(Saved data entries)
▶
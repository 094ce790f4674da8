/// 日志工具模块
///
/// 提供日志初始化、格式化和输出的辅助函数
use crate::config::Config;
use crate::error::{AppError, AppResult};
use crate::workflow::AttemptCtx;
use std::fs::{self, OpenOptions};
use std::io::Write;
use tracing::info;
use tracing_subscriber::EnvFilter;

/// 初始化 tracing 日志（输出到 stderr，终端界面使用 stdout）
///
/// 优先使用 `RUST_LOG`，否则按 `verbose` 选择 debug / info。
pub fn init(verbose: bool) {
    let default_level = if verbose { "debug" } else { "info" };
    let filter = EnvFilter::try_from_default_env().unwrap_or_else(|_| EnvFilter::new(default_level));

    let _ = tracing_subscriber::fmt()
        .with_env_filter(filter)
        .with_target(false)
        .with_writer(std::io::stderr)
        .try_init();
}

/// 初始化日志文件
///
/// # 参数
/// - `log_file_path`: 日志文件路径
pub fn init_log_file(log_file_path: &str) -> AppResult<()> {
    if std::path::Path::new(log_file_path).exists() {
        return Ok(());
    }
    let log_header = format!(
        "{}\n测验作答日志 - {}\n{}\n\n",
        "=".repeat(60),
        chrono::Local::now().format("%Y-%m-%d %H:%M:%S"),
        "=".repeat(60)
    );
    fs::write(log_file_path, log_header).map_err(|e| write_failed(log_file_path, e))
}

/// 追加一条作答记录
///
/// # 参数
/// - `log_file_path`: 日志文件路径
/// - `ctx`: 作答上下文
/// - `summary`: 结果摘要
pub fn record_attempt(log_file_path: &str, ctx: &AttemptCtx, summary: &str) -> AppResult<()> {
    let mut file = OpenOptions::new()
        .create(true)
        .append(true)
        .open(log_file_path)
        .map_err(|e| write_failed(log_file_path, e))?;

    let line = format!(
        "{} {} {}\n",
        chrono::Local::now().format("%Y-%m-%d %H:%M:%S"),
        ctx,
        summary
    );
    file.write_all(line.as_bytes())
        .map_err(|e| write_failed(log_file_path, e))
}

fn write_failed(path: &str, source: std::io::Error) -> AppError {
    AppError::File(crate::error::FileError::WriteFailed {
        path: path.to_string(),
        source,
    })
}

/// 记录程序启动信息
pub fn log_startup(config: &Config) {
    info!("{}", "=".repeat(60));
    info!("🚀 程序启动 - 测验作答客户端");
    match &config.offline_fixture {
        Some(path) => info!("📁 离线模式: {}", path),
        None => info!("🌐 后端地址: {}", config.api_base_url),
    }
    info!("{}", "=".repeat(60));
}

/// 把秒数格式化为 `m:ss`
pub fn format_clock(seconds: u32) -> String {
    format!("{}:{:02}", seconds / 60, seconds % 60)
}
/// The shared rounding decision. `ap` holds the truncated difference with
/// `b`'s sign and exponent `bx`; the tail describes what was discarded
/// from the subtrahend. Decides truncate vs. subtract-one-ulp, applying
/// the power-of-two boundary corrections on both paths.
fn round_sub(
    mut ap: Vec<u64>,
    mut bx: i64,
    tail: Tail,
    sign: bool,
    rnd: RoundingMode,
    prec: usize,
    ctx: &mut Context,
) -> (Float, Ordering) {
    let n = ap.len();
    let sh = limb::pad_bits(prec);
    let ulp = 1u64 << sh;
    let mode = rnd.for_magnitude(sign);

    if !tail.round && !tail.sticky {
        return finish(ap, bx, sign, 0, prec, ctx);
    }

    let sub_ulp = match mode {
        // Ties break toward an even last kept bit.
        AbsRound::Nearest => {
            tail.round && (tail.sticky || ap[0] & ulp != 0)
        }
        AbsRound::Toward => tail.round || tail.sticky,
        // Truncation already rounds toward the larger magnitude.
        AbsRound::Away => false,
    };

    if sub_ulp {
        let borrow = sub_small(&mut ap, ulp);
        debug_assert!(!borrow);
        let mut inexact = -1;
        if ap[n - 1] < HIGH_BIT {
            // The truncated value was a power of two and lost its top
            // bit: shift back and fill the vacated low bit from the
            // deeper round/sticky information.
            lshift(&mut ap, 1);
            bx -= 1;
            let mut refill = tail.round && !tail.sticky;
            match mode {
                AbsRound::Toward => refill |= !tail.round,
                AbsRound::Nearest => {
                    debug_assert!(tail.round2.is_some());
                    refill |= tail.round2 == Some(false);
                }
                AbsRound::Away => {}
            }
            if refill {
                ap[0] |= ulp;
                if mode == AbsRound::Nearest {
                    inexact = 1;
                }
            }
            // With the extra bit of room the result can become exact.
            if mode == AbsRound::Toward && !tail.sticky {
                inexact = 0;
            }
        }
        return finish(ap, bx, sign, inexact, prec, ctx);
    }

    // Truncation. Whether the result is an exact power of two is only
    // knowable now, and in that case the spacing below it is twice as
    // fine: re-examine the original tail to see if the naive decision
    // under-reported.
    if ap[n - 1] == HIGH_BIT && is_zero(&ap[..n - 1]) {
        let correct = match mode {
            AbsRound::Toward => false,
            AbsRound::Away => tail.round,
            AbsRound::Nearest => {
                tail.round
                    || (tail.round2.unwrap_or(false)
                        && tail.sticky2.unwrap_or(false))
            }
        };
        if correct {
            let borrow = sub_small(&mut ap, ulp);
            debug_assert!(!borrow);
            ap[n - 1] |= HIGH_BIT;
            bx -= 1;
            let inexact = if !tail.sticky {
                0
            } else if mode == AbsRound::Nearest {
                -1
            } else {
                1
            };
            return finish(ap, bx, sign, inexact, prec, ctx);
        }
    }

    finish(ap, bx, sign, 1, prec, ctx)
}

/// Build the rounded result. `inexact` is relative to the magnitude; the
/// returned ternary is relative to the signed value.
fn finish(
    ap: Vec<u64>,
    bx: i64,
    sign: bool,
    inexact: i32,
    prec: usize,
    ctx: &mut Context,
) -> (Float, Ordering) {
    // Rounded paths stay in range: the exponent can drop at most one
    // below an operand exponent.
    debug_assert!(bx >= ctx.emin());
    if inexact != 0 {
        ctx.raise(Flags::INEXACT);
    }
    (Float::new(prec, sign, bx, ap), signed_ternary(inexact, sign))
}

/// Build an exact result, re-rounding at the bottom of the exponent range
/// if it fell out. Nearest is forced toward zero at or below half the
/// smallest representable step, because underflow otherwise rounds away
/// from zero.
fn finish_exact(
    ap: Vec<u64>,
    bx: i64,
    sign: bool,
    prec: usize,
    rnd: RoundingMode,
    ctx: &mut Context,
) -> (Float, Ordering) {
    if bx < ctx.emin() {
        let n = ap.len();
        let pow2 = ap[n - 1] == HIGH_BIT && is_zero(&ap[..n - 1]);
        let rnd = if rnd == RoundingMode::NearestTiesToEven
            && (bx < ctx.emin() - 1 || pow2)
        {
            RoundingMode::Zero
        } else {
            rnd
        };
        return ctx.underflow(prec, rnd, sign);
    }
    (Float::new(prec, sign, bx, ap), Ordering::Equal)
}

/// Map a magnitude-relative inexact code to the signed ternary.
pub(crate) fn signed_ternary(inexact: i32, negative: bool) -> Ordering {
    let v = if negative { -inexact } else { inexact };
    v.cmp(&0)
}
◀
# [EXERCISE OBJECTIVE]
Taking the records above as input, show every line in which the word "source" is present.

# [RESULT FOR THIS TASK]
fn write_failed(path: &str, source: std::io::Error) -> AppError {
        source,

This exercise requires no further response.